Data records
───

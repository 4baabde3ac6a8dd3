//! Framed TCP transport shared by client and server roles: read/write whole frames and
//! typed messages over a stream, and connect to peers with a bounded timeout.

use std::io;
use std::time::Duration;

use chunkpod_core::wire::FrameEncodeError;
use chunkpod_core::{
    decode_frame, Command, Frame, FrameDecodeError, Message, MessageDecodeError, Node,
};
use tokio::io::{AsyncRead, AsyncReadExt, AsyncWrite, AsyncWriteExt};
use tokio::net::tcp::{OwnedReadHalf, OwnedWriteHalf};
use tokio::net::TcpStream;

const READ_BUF_SIZE: usize = 4096;

/// Buffers a byte stream and yields complete frames.
pub struct FrameReader<R> {
    inner: R,
    buf: Vec<u8>,
}

impl<R: AsyncRead + Unpin> FrameReader<R> {
    pub fn new(inner: R) -> Self {
        Self {
            inner,
            buf: Vec::new(),
        }
    }

    /// Next frame, or `None` on a clean end of stream between frames.
    pub async fn read_frame(&mut self) -> Result<Option<Frame>, TransportError> {
        loop {
            match decode_frame(&self.buf) {
                Ok((frame, used)) => {
                    self.buf.drain(..used);
                    return Ok(Some(frame));
                }
                Err(FrameDecodeError::NeedMore) => {}
                Err(e) => return Err(TransportError::Frame(e)),
            }
            let mut chunk = [0u8; READ_BUF_SIZE];
            let n = self.inner.read(&mut chunk).await?;
            if n == 0 {
                if self.buf.is_empty() {
                    return Ok(None);
                }
                return Err(TransportError::Closed);
            }
            self.buf.extend_from_slice(&chunk[..n]);
        }
    }

    /// Next frame decoded as a message; end of stream is an error here.
    pub async fn read_message(&mut self) -> Result<Message, TransportError> {
        let frame = self.read_frame().await?.ok_or(TransportError::Closed)?;
        Ok(Message::decode(&frame)?)
    }

    /// Read messages until TERMINATE; returns everything before it.
    pub async fn read_until_terminate(&mut self) -> Result<Vec<Message>, TransportError> {
        let mut out = Vec::new();
        loop {
            match self.read_message().await? {
                Message::Terminate => return Ok(out),
                Message::Error => return Err(TransportError::ErrorReply),
                msg => out.push(msg),
            }
        }
    }
}

pub async fn write_message<W: AsyncWrite + Unpin>(
    writer: &mut W,
    msg: &Message,
) -> Result<(), TransportError> {
    let bytes = msg.encode()?;
    writer.write_all(&bytes).await?;
    Ok(())
}

/// Client side of one request/response exchange.
pub struct Connection {
    reader: FrameReader<OwnedReadHalf>,
    writer: OwnedWriteHalf,
}

impl Connection {
    /// Connect within `timeout`; a timeout or refusal means the peer is unreachable.
    pub async fn connect(peer: Node, timeout: Duration) -> Result<Self, TransportError> {
        let stream = tokio::time::timeout(timeout, TcpStream::connect(peer.socket_addr()))
            .await
            .map_err(|_| TransportError::Timeout)??;
        let (r, w) = stream.into_split();
        Ok(Self {
            reader: FrameReader::new(r),
            writer: w,
        })
    }

    pub async fn send(&mut self, msg: &Message) -> Result<(), TransportError> {
        write_message(&mut self.writer, msg).await?;
        self.writer.flush().await?;
        Ok(())
    }

    pub async fn recv(&mut self) -> Result<Message, TransportError> {
        self.reader.read_message().await
    }

    pub async fn recv_until_terminate(&mut self) -> Result<Vec<Message>, TransportError> {
        self.reader.read_until_terminate().await
    }

    /// Half-close so the server's session loop sees end of stream.
    pub async fn close(mut self) {
        let _ = self.writer.shutdown().await;
    }
}

#[derive(Debug, thiserror::Error)]
pub enum TransportError {
    #[error("io: {0}")]
    Io(#[from] io::Error),
    #[error("timed out")]
    Timeout,
    #[error("connection closed mid-exchange")]
    Closed,
    #[error("frame: {0}")]
    Frame(#[from] FrameDecodeError),
    #[error("encode: {0}")]
    Encode(#[from] FrameEncodeError),
    #[error("malformed message: {0}")]
    Decode(#[from] MessageDecodeError),
    #[error("peer replied ERROR")]
    ErrorReply,
    #[error("unexpected {0:?} reply")]
    Unexpected(Command),
}

impl TransportError {
    /// Timeout, refusal, reset and other socket-level failures: the peer is unreachable
    /// and the exchange may be retried. Everything else is a protocol failure.
    pub fn is_transport(&self) -> bool {
        matches!(
            self,
            TransportError::Io(_) | TransportError::Timeout | TransportError::Closed
        )
    }
}

#[cfg(test)]
mod tests {
    use super::*;
    use chunkpod_core::FileId;
    use std::net::Ipv4Addr;

    #[tokio::test]
    async fn reads_frames_split_across_writes() {
        let (client, mut server) = tokio::io::duplex(64);
        let node = Node::new(Ipv4Addr::new(10, 10, 10, 10), 10);
        let peer = Message::Peer { node }.encode().unwrap();
        let writer = tokio::spawn(async move {
            for b in peer.iter().chain(b"TER:\n".iter()) {
                server.write_all(&[*b]).await.unwrap();
            }
        });
        let mut reader = FrameReader::new(client);
        let msgs = reader.read_until_terminate().await.unwrap();
        assert_eq!(msgs, vec![Message::Peer { node }]);
        writer.await.unwrap();
        assert!(reader.read_frame().await.unwrap().is_none());
    }

    #[tokio::test]
    async fn eof_mid_frame_is_closed() {
        let (client, mut server) = tokio::io::duplex(64);
        server.write_all(b"ACK:abc").await.unwrap();
        drop(server);
        let mut reader = FrameReader::new(client);
        assert!(matches!(
            reader.read_frame().await,
            Err(TransportError::Closed)
        ));
    }

    #[tokio::test]
    async fn error_reply_ends_stream() {
        let (client, mut server) = tokio::io::duplex(64);
        server.write_all(b"ERR:\n").await.unwrap();
        let mut reader = FrameReader::new(client);
        let err = reader.read_until_terminate().await.unwrap_err();
        assert!(matches!(err, TransportError::ErrorReply));
        assert!(!err.is_transport());
    }

    #[tokio::test]
    async fn connect_refused_is_transport_error() {
        let listener = tokio::net::TcpListener::bind("127.0.0.1:0").await.unwrap();
        let port = listener.local_addr().unwrap().port();
        drop(listener);
        let err = Connection::connect(Node::new(Ipv4Addr::LOCALHOST, port), Duration::from_secs(1))
            .await
            .err()
            .unwrap();
        assert!(err.is_transport());
    }

    #[tokio::test]
    async fn write_then_read_message() {
        let (client, server) = tokio::io::duplex(1024);
        let (_, mut w) = tokio::io::split(server);
        let id = FileId::generate();
        write_message(&mut w, &Message::Acknowledge { file_id: id })
            .await
            .unwrap();
        let mut reader = FrameReader::new(client);
        assert_eq!(
            reader.read_message().await.unwrap(),
            Message::Acknowledge { file_id: id }
        );
    }
}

───

- [ASSIGNMENT]:
Check every line above for the word "MessageDecodeError" and copy those that have it.

- [ANSWER SPACE]:
    decode_frame, Command, Frame, FrameDecodeError, Message, MessageDecodeError, Node,
    Decode(#[from] MessageDecodeError),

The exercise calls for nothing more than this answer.